Thursday, August 12, 2010

Nagahama, Osaka, Kyoto, and Nara

So, I think I misjudged the amount of free time I would have while in Japan. I don't know why I didn't realize it, but fitting all of the things I wanted to do while in Japan on top of class and schoolwork proved to be nearly impossible in ten weeks. I will quickly recap my adventures in Japan right now...

June was my first month in Hikone. I didn't do much traveling aside from a brief (and failed) afternoon excursion to Otsu and Kyoto. I spent most of the month adjusting to the differences between Japan and the United States, exploring Hikone, and going to class/studying. I made some new friends, Japanese and American both. Oh, and drinking. There was some of that too.

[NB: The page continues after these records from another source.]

use crate::datatype::{Lookups, MediaKind, ObjectType};
use crate::error::{ReferenceMap, Result, SigncastError};
use crate::media::MediaStore;
use crate::paths;
use crate::value::{ObjectValue, Value};
use std::collections::BTreeMap;
use std::path::{Path, PathBuf};
use tracing::{debug, info};

// ---------------------------------------------------------------------------
// StoreLookups
// ---------------------------------------------------------------------------

/// Validation context wired to live stores: object references must resolve to
/// a registered value, file references to an existing media file.
pub struct StoreLookups<'a> {
    pub objects: &'a ObjectStore,
    pub media: &'a MediaStore,
}

impl Lookups for StoreLookups<'_> {
    fn has_object(&self, type_id: &str, value_id: &str) -> bool {
        self.objects.has_value(type_id, value_id)
    }

    fn has_media(&self, kind: MediaKind, file_name: &str) -> bool {
        self.media.has_file(kind, file_name)
    }
}

// ---------------------------------------------------------------------------
// ObjectStore
// ---------------------------------------------------------------------------

/// Owns every object type and value under one data root. One directory per
/// type (`<root>/<type_id>/manifest.json`), one JSON file per value.
#[derive(Debug, Default)]
pub struct ObjectStore {
    root: PathBuf,
    types: BTreeMap<String, ObjectType>,
    values: BTreeMap<String, BTreeMap<String, ObjectValue>>,
}

impl ObjectStore {
    // ---------------------------------------------------------------------------
    // Loading
    // ---------------------------------------------------------------------------

    /// Load every type directory, then every value file.
    ///
    /// Type registration runs in passes: a type is registered once all the
    /// types it references are registered, so forward references in manifest
    /// order resolve without a topological sort. A pass that registers
    /// nothing with work remaining means a reference cycle or a dangling
    /// `$type`; load fails naming every blocked type id.
    pub fn load(root: &Path) -> Result<Self> {
        let mut store = Self {
            root: root.to_path_buf(),
            types: BTreeMap::new(),
            values: BTreeMap::new(),
        };
        if !root.exists() {
            return Ok(store);
        }

        let mut pending = Vec::new();
        for entry in std::fs::read_dir(root)? {
            let entry = entry?;
            if !entry.file_type()?.is_dir() {
                continue;
            }
            let type_id = entry.file_name().to_string_lossy().into_owned();
            paths::validate_id(&type_id)?;
            let manifest = paths::type_manifest(root, &type_id);
            let data = std::fs::read_to_string(&manifest)?;
            let ty = ObjectType::parse_manifest(&type_id, &data, &manifest.to_string_lossy())?;
            pending.push(ty);
        }

        while !pending.is_empty() {
            let before = pending.len();
            let mut still_pending = Vec::new();
            for ty in pending {
                let resolved = ty
                    .referenced_types()
                    .iter()
                    .all(|dep| store.types.contains_key(*dep));
                if resolved {
                    store.types.insert(ty.id.clone(), ty);
                } else {
                    still_pending.push(ty);
                }
            }
            if still_pending.len() == before {
                let mut blocked: Vec<String> =
                    still_pending.into_iter().map(|ty| ty.id).collect();
                blocked.sort();
                return Err(SigncastError::UnresolvedTypes(blocked));
            }
            pending = still_pending;
        }

        let type_ids: Vec<String> = store.types.keys().cloned().collect();
        for type_id in type_ids {
            store.load_values(&type_id)?;
            let count = store.values.get(&type_id).map_or(0, |m| m.len());
            info!(type_id, values = count, "object type loaded");
        }
        Ok(store)
    }

    fn load_values(&mut self, type_id: &str) -> Result<()> {
        let ty = self.get_type(type_id)?.clone();
        let dir = paths::type_dir(&self.root, type_id);
        let mut loaded = BTreeMap::new();
        for entry in std::fs::read_dir(&dir)? {
            let entry = entry?;
            let name = entry.file_name().to_string_lossy().into_owned();
            let Some(value_id) = name.strip_suffix(".json") else {
                continue;
            };
            if value_id == "manifest" {
                continue;
            }
            let data = std::fs::read_to_string(entry.path())?;
            let doc: serde_json::Map<String, serde_json::Value> = serde_json::from_str(&data)?;
            loaded.insert(value_id.to_string(), ObjectValue::from_snapshot(value_id, &ty, &doc)?);
        }
        self.values.insert(type_id.to_string(), loaded);
        Ok(())
    }

    // ---------------------------------------------------------------------------
    // Lookups
    // ---------------------------------------------------------------------------

    pub fn get_type(&self, type_id: &str) -> Result<&ObjectType> {
        self.types
            .get(type_id)
            .ok_or_else(|| SigncastError::TypeNotFound(type_id.to_string()))
    }

    pub fn types(&self) -> impl Iterator<Item = &ObjectType> {
        self.types.values()
    }

    pub fn get_value(&self, type_id: &str, value_id: &str) -> Result<&ObjectValue> {
        self.values
            .get(type_id)
            .and_then(|m| m.get(value_id))
            .ok_or_else(|| SigncastError::ValueNotFound {
                type_id: type_id.to_string(),
                value_id: value_id.to_string(),
            })
    }

    pub fn get_values(&self, type_id: &str) -> Result<Vec<&ObjectValue>> {
        self.get_type(type_id)?;
        Ok(self
            .values
            .get(type_id)
            .map(|m| m.values().collect())
            .unwrap_or_default())
    }

    pub fn has_value(&self, type_id: &str, value_id: &str) -> bool {
        self.values
            .get(type_id)
            .is_some_and(|m| m.contains_key(value_id))
    }

    // ---------------------------------------------------------------------------
    // Mutation gateways
    // ---------------------------------------------------------------------------

    /// Create a default-initialized value and synchronously persist it.
    pub fn create_value(&mut self, type_id: &str, value_id: &str) -> Result<()> {
        let ty = self.get_type(type_id)?.clone();
        if self.has_value(type_id, value_id) {
            return Err(SigncastError::IdExists(value_id.to_string()));
        }
        let value = ObjectValue::new_default(value_id, &ty)?;
        self.save_value(&ty, &value)?;
        self.values
            .entry(type_id.to_string())
            .or_default()
            .insert(value_id.to_string(), value);
        Ok(())
    }

    /// Validate, apply, then persist a single field. A rejected value
    /// leaves both memory and disk untouched.
    pub fn set_field(
        &mut self,
        media: &MediaStore,
        type_id: &str,
        value_id: &str,
        field_id: &str,
        value: Value,
    ) -> Result<()> {
        self.set_fields(media, type_id, value_id, vec![(field_id.to_string(), value)])
    }

    /// Multi-field variant: everything validates or nothing lands, and the
    /// file is written once.
    pub fn set_fields(
        &mut self,
        media: &MediaStore,
        type_id: &str,
        value_id: &str,
        updates: Vec<(String, Value)>,
    ) -> Result<()> {
        let ty = self.get_type(type_id)?.clone();
        let mut staged = self.get_value(type_id, value_id)?.clone();
        {
            let lookups = StoreLookups {
                objects: self,
                media,
            };
            staged.set_fields(&ty, updates, &lookups)?;
        }
        self.save_value(&ty, &staged)?;
        if let Some(map) = self.values.get_mut(type_id) {
            map.insert(value_id.to_string(), staged);
        }
        Ok(())
    }

    fn save_value(&self, ty: &ObjectType, value: &ObjectValue) -> Result<()> {
        let path = paths::value_file(&self.root, ty.id.as_str(), value.id());
        let doc = serde_json::Value::Object(value.snapshot(ty));
        let data = serde_json::to_string_pretty(&doc)?;
        crate::io::atomic_write(&path, data.as_bytes())?;
        debug!(type_id = %ty.id, value_id = %value.id(), "object value saved");
        Ok(())
    }

    // ---------------------------------------------------------------------------
    // Rename / removal primitives (gated by the ContentStore reference index)
    // ---------------------------------------------------------------------------

    /// Re-key a value and move its backing file. Referrer propagation is the
    /// caller's job and must happen before the old file disappears.
    pub(crate) fn rename_value(
        &mut self,
        type_id: &str,
        old_id: &str,
        new_id: &str,
    ) -> Result<()> {
        paths::validate_id(new_id)?;
        if self.has_value(type_id, new_id) {
            return Err(SigncastError::IdExists(new_id.to_string()));
        }
        let ty = self.get_type(type_id)?.clone();
        let mut value = self.get_value(type_id, old_id)?.clone();
        value.set_id(new_id);
        self.save_value(&ty, &value)?;
        if let Some(map) = self.values.get_mut(type_id) {
            map.remove(old_id);
            map.insert(new_id.to_string(), value);
        }
        let old_path = paths::value_file(&self.root, type_id, old_id);
        if old_path.exists() {
            std::fs::remove_file(old_path)?;
        }
        Ok(())
    }

    /// Rewrite, in every value, pointers at `target_type/old_id` to `new_id`,
    /// persisting each changed referrer.
    pub(crate) fn rename_references(
        &mut self,
        target_type: &str,
        old_id: &str,
        new_id: &str,
    ) -> Result<()> {
        let mut changed: Vec<(ObjectType, ObjectValue)> = Vec::new();
        for (type_id, map) in &mut self.values {
            let Some(ty) = self.types.get(type_id) else {
                continue;
            };
            for value in map.values_mut() {
                if value.rename_references(ty, target_type, old_id, new_id) {
                    changed.push((ty.clone(), value.clone()));
                }
            }
        }
        for (ty, value) in changed {
            self.save_value(&ty, &value)?;
        }
        Ok(())
    }

    pub(crate) fn remove_value_unchecked(&mut self, type_id: &str, value_id: &str) -> Result<()> {
        self.get_value(type_id, value_id)?;
        if let Some(map) = self.values.get_mut(type_id) {
            map.remove(value_id);
        }
        let path = paths::value_file(&self.root, type_id, value_id);
        if path.exists() {
            std::fs::remove_file(path)?;
        }
        Ok(())
    }

    pub(crate) fn remove_type_unchecked(&mut self, type_id: &str) -> Result<()> {
        self.get_type(type_id)?;
        self.types.remove(type_id);
        self.values.remove(type_id);
        let dir = paths::type_dir(&self.root, type_id);
        if dir.exists() {
            std::fs::remove_dir_all(dir)?;
        }
        Ok(())
    }

    // ---------------------------------------------------------------------------
    // Reference scans
    // ---------------------------------------------------------------------------

    /// Every value holding a pointer at `target_type/target_id`, keyed
    /// `object/<type>.<value>`.
    pub fn value_references(&self, target_type: &str, target_id: &str) -> ReferenceMap {
        let mut referrers = ReferenceMap::new();
        for (type_id, map) in &self.values {
            let Some(ty) = self.types.get(type_id) else {
                continue;
            };
            for (value_id, value) in map {
                let fields = value.fields_referencing(ty, target_type, target_id);
                if !fields.is_empty() {
                    referrers.insert(
                        format!("object/{type_id}.{value_id}"),
                        format!("field '{}'", fields.join("', '")),
                    );
                }
            }
        }
        referrers
    }

    /// Every type whose schema depends on `target_type`, keyed `type/<id>`.
    pub fn type_references(&self, target_type: &str) -> ReferenceMap {
        let mut referrers = ReferenceMap::new();
        for ty in self.types.values() {
            if ty.id != target_type && ty.has_references(target_type) {
                referrers.insert(format!("type/{}", ty.id), "field schema".to_string());
            }
        }
        referrers
    }

    /// Surviving instances of a type; they block removing the type itself.
    pub fn instances_of(&self, type_id: &str) -> ReferenceMap {
        let mut referrers = ReferenceMap::new();
        if let Some(map) = self.values.get(type_id) {
            for value_id in map.keys() {
                referrers.insert(
                    format!("object/{type_id}.{value_id}"),
                    "instance of type".to_string(),
                );
            }
        }
        referrers
    }
}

July was slightly more eventful, though I don't mean to express that in a way that makes June seem like it was boring, because that wasn't the case at all. Back to July. I went to a few places, made some more new friends, and studied a lot. Let's see... At the beginning, there was the Tanabata Festival in Hikone at Shiga University. That was fun, even if it was a bit small. It was cool seeing everyone--both Japanese and foreigners--in traditional dress for the festival.

I went to Nagahama with Tisch, Jackie, Sang Yun, and Heather, and we met Kailey there (she was doing a homestay in Nagahama) the first weekend of the month. We hung around the festival there, did some shopping, and went to kaiten-zushi (a revolving sushi bar in which plates of sushi are distributed on a conveyor belt to the masses). There was some drama during that day as well, but I'll withhold that from a public setting.

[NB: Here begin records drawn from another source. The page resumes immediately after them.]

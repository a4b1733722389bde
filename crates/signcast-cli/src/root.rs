use signcast_core::paths;
use std::path::{Path, PathBuf};

/// Resolve the content root.
///
/// Priority:
/// 1. `--root` flag / `SIGNCAST_ROOT` env var (passed in as `explicit`)
/// 2. Walk upward from `cwd` looking for `signcast.json`
/// 3. Fall back to `cwd`
pub fn resolve_root(explicit: Option<&Path>) -> PathBuf {
    if let Some(p) = explicit {
        return p.to_path_buf();
    }

    let cwd = std::env::current_dir().unwrap_or_else(|_| PathBuf::from("."));

    let mut dir = cwd.clone();
    loop {
        if dir.join(paths::CONFIG_FILE).is_file() {
            return dir;
        }
        match dir.parent() {
            Some(p) => dir = p.to_path_buf(),
            None => break,
        }
    }

    cwd
}

#[cfg(test)]
mod tests {
    use super::*;
    use tempfile::TempDir;

    #[test]
    fn explicit_root_wins() {
        let dir = TempDir::new().unwrap();
        assert_eq!(resolve_root(Some(dir.path())), dir.path());
    }
}
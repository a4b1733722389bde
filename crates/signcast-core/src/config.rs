use crate::error::Result;
use crate::paths;
use serde::{Deserialize, Serialize};
use std::path::{Path, PathBuf};

// ---------------------------------------------------------------------------
// Config
// ---------------------------------------------------------------------------

/// Content-root configuration, passed explicitly to every manager.
///
/// All five roots are stored relative to the project root and resolved
/// against it on demand. Loaded from `signcast.json` when present; every
/// field has a default so an empty file (or none at all) is a valid setup.
#[derive(Debug, Clone, Serialize, Deserialize)]
pub struct Config {
    #[serde(default = "default_data_dir")]
    pub data_dir: String,
    #[serde(default = "default_template_dir")]
    pub template_dir: String,
    #[serde(default = "default_signage_dir")]
    pub signage_dir: String,
    #[serde(default = "default_channel_dir")]
    pub channel_dir: String,
    #[serde(default = "default_image_dir")]
    pub image_dir: String,
    #[serde(default = "default_video_dir")]
    pub video_dir: String,
}

fn default_data_dir() -> String {
    paths::DATA_DIR.to_string()
}

fn default_template_dir() -> String {
    paths::TEMPLATE_DIR.to_string()
}

fn default_signage_dir() -> String {
    paths::SIGNAGE_DIR.to_string()
}

fn default_channel_dir() -> String {
    paths::CHANNEL_DIR.to_string()
}

fn default_image_dir() -> String {
    paths::IMAGE_DIR.to_string()
}

fn default_video_dir() -> String {
    paths::VIDEO_DIR.to_string()
}

impl Default for Config {
    fn default() -> Self {
        Self {
            data_dir: default_data_dir(),
            template_dir: default_template_dir(),
            signage_dir: default_signage_dir(),
            channel_dir: default_channel_dir(),
            image_dir: default_image_dir(),
            video_dir: default_video_dir(),
        }
    }
}

impl Config {
    /// Load `<root>/signcast.json`, falling back to defaults if absent.
    pub fn load(root: &Path) -> Result<Self> {
        let path = paths::config_path(root);
        if !path.exists() {
            return Ok(Self::default());
        }
        let data = std::fs::read_to_string(&path)?;
        let config: Config = serde_json::from_str(&data)?;
        Ok(config)
    }

    pub fn save(&self, root: &Path) -> Result<()> {
        let path = paths::config_path(root);
        let data = serde_json::to_string_pretty(self)?;
        crate::io::atomic_write(&path, data.as_bytes())
    }

    pub fn data_root(&self, root: &Path) -> PathBuf {
        root.join(&self.data_dir)
    }

    pub fn template_root(&self, root: &Path) -> PathBuf {
        root.join(&self.template_dir)
    }

    pub fn signage_root(&self, root: &Path) -> PathBuf {
        root.join(&self.signage_dir)
    }

    pub fn channel_root(&self, root: &Path) -> PathBuf {
        root.join(&self.channel_dir)
    }

    pub fn image_root(&self, root: &Path) -> PathBuf {
        root.join(&self.image_dir)
    }

    pub fn video_root(&self, root: &Path) -> PathBuf {
        root.join(&self.video_dir)
    }
}

#[cfg(test)]
mod tests {
    use super::*;
    use tempfile::TempDir;

    #[test]
    fn missing_config_uses_defaults() {
        let dir = TempDir::new().unwrap();
        let config = Config::load(dir.path()).unwrap();
        assert_eq!(config.data_dir, "data");
        assert_eq!(config.image_dir, "media/image");
    }

    #[test]
    fn partial_config_fills_defaults() {
        let dir = TempDir::new().unwrap();
        std::fs::write(
            dir.path().join("signcast.json"),
            r#"{"data_dir": "content"}"#,
        )
        .unwrap();
        let config = Config::load(dir.path()).unwrap();
        assert_eq!(config.data_dir, "content");
        assert_eq!(config.signage_dir, "signage");
    }

    #[test]
    fn save_then_load_round_trips() {
        let dir = TempDir::new().unwrap();
        let mut config = Config::default();
        config.channel_dir = "channels".into();
        config.save(dir.path()).unwrap();
        let loaded = Config::load(dir.path()).unwrap();
        assert_eq!(loaded.channel_dir, "channels");
    }
}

I also went to Osaka with Niki, Sang Yun, and Tomoyo. Honestly, that might have been the most fun I had up to that point in Japan. Osaka is such a wonderful city. When people think of Japan, they tend to think of Tokyo and Okinawa... but Osaka doesn't get the credit it deserves. I can't judge Okinawa because I've never been, but I like Osaka a lot more than Tokyo. Anyway, we shopped around Namba,

went to Takatsuki for okonomiyaki,

went to a karaoke bar,

and got back to Hikone really late. It was so much fun! I wish I could have gotten back to Osaka one more time before I left JCMU.

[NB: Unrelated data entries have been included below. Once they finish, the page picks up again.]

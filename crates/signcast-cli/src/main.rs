mod cmd;
mod output;
mod root;

use clap::{Parser, Subcommand};
use cmd::{
    channel::ChannelSubcommand, media::MediaSubcommand, object::ObjectSubcommand,
    signage::SignageSubcommand, template::TemplateSubcommand, typecmd::TypeSubcommand,
};
use std::path::PathBuf;

#[derive(Parser)]
#[command(
    name = "signcast",
    about = "Typed digital-signage content store: manage objects, signages, and channels",
    version,
    propagate_version = true
)]
struct Cli {
    /// Content root (default: auto-detect from signcast.json)
    #[arg(long, global = true, env = "SIGNCAST_ROOT")]
    root: Option<PathBuf>,

    /// Output as JSON
    #[arg(long, global = true, short = 'j')]
    json: bool,

    #[command(subcommand)]
    command: Commands,
}

#[derive(Subcommand)]
enum Commands {
    /// Initialize a content root in the current directory
    Init,

    /// Inspect object types
    Type {
        #[command(subcommand)]
        subcommand: TypeSubcommand,
    },

    /// Manage object values
    Object {
        #[command(subcommand)]
        subcommand: ObjectSubcommand,
    },

    /// Inspect scene and frame templates
    Template {
        #[command(subcommand)]
        subcommand: TemplateSubcommand,
    },

    /// Manage signages and their scenes
    Signage {
        #[command(subcommand)]
        subcommand: SignageSubcommand,
    },

    /// Manage display channels
    Channel {
        #[command(subcommand)]
        subcommand: ChannelSubcommand,
    },

    /// Inspect media files
    Media {
        #[command(subcommand)]
        subcommand: MediaSubcommand,
    },
}

fn main() {
    let cli = Cli::parse();

    tracing_subscriber::fmt()
        .with_env_filter(
            tracing_subscriber::EnvFilter::from_default_env()
                .add_directive(tracing::Level::WARN.into()),
        )
        .with_target(false)
        .init();

    let root = root::resolve_root(cli.root.as_deref());

    let result = match cli.command {
        Commands::Init => cmd::init::run(&root),
        Commands::Type { subcommand } => cmd::typecmd::run(&root, subcommand, cli.json),
        Commands::Object { subcommand } => cmd::object::run(&root, subcommand, cli.json),
        Commands::Template { subcommand } => cmd::template::run(&root, subcommand, cli.json),
        Commands::Signage { subcommand } => cmd::signage::run(&root, subcommand, cli.json),
        Commands::Channel { subcommand } => cmd::channel::run(&root, subcommand, cli.json),
        Commands::Media { subcommand } => cmd::media::run(&root, subcommand, cli.json),
    };

    if let Err(err) = result {
        eprintln!("error: {err:#}");
        std::process::exit(1);
    }
}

I also went to Kyoto for the Gion Matsuri (Gion Festival) with Jackie, Heather, Tamika, Masa, and Yohei. Well, we tried to go anyway. By the time we actually got to Kyoto, the festival had already ended. But we made do... we went to the River, walked around the shopping district, etc. It was SO hot outside, but it didn't even matter because the day was so fun.

The next day, I went to Nara with Tisch and Kailey. We ran into our friend Katie at the train station, so we convinced her to join us. It took us a while to get to Nara and meet with Jackie and her friend Yuri due to some unforeseen conflicts, but we made it! We went to Todaiji (a large temple in Nara), which is famous for the Daibutsu (the largest bronze statue of Buddha in the world!).

We also just walked around the town, fed some deer (more on that shortly), and did some shopping. Once again, it was incredibly hot outside all day, but was a great day nonetheless. Okay, so, the deer. In Nara and Hiroshima, there are deer EVERYWHERE. And they just walk around freely, unafraid of people. If you have food in your hand, they aren't shy to just snatch it from you. It's so bizarre.

I feel like this is going to come in two parts. More later!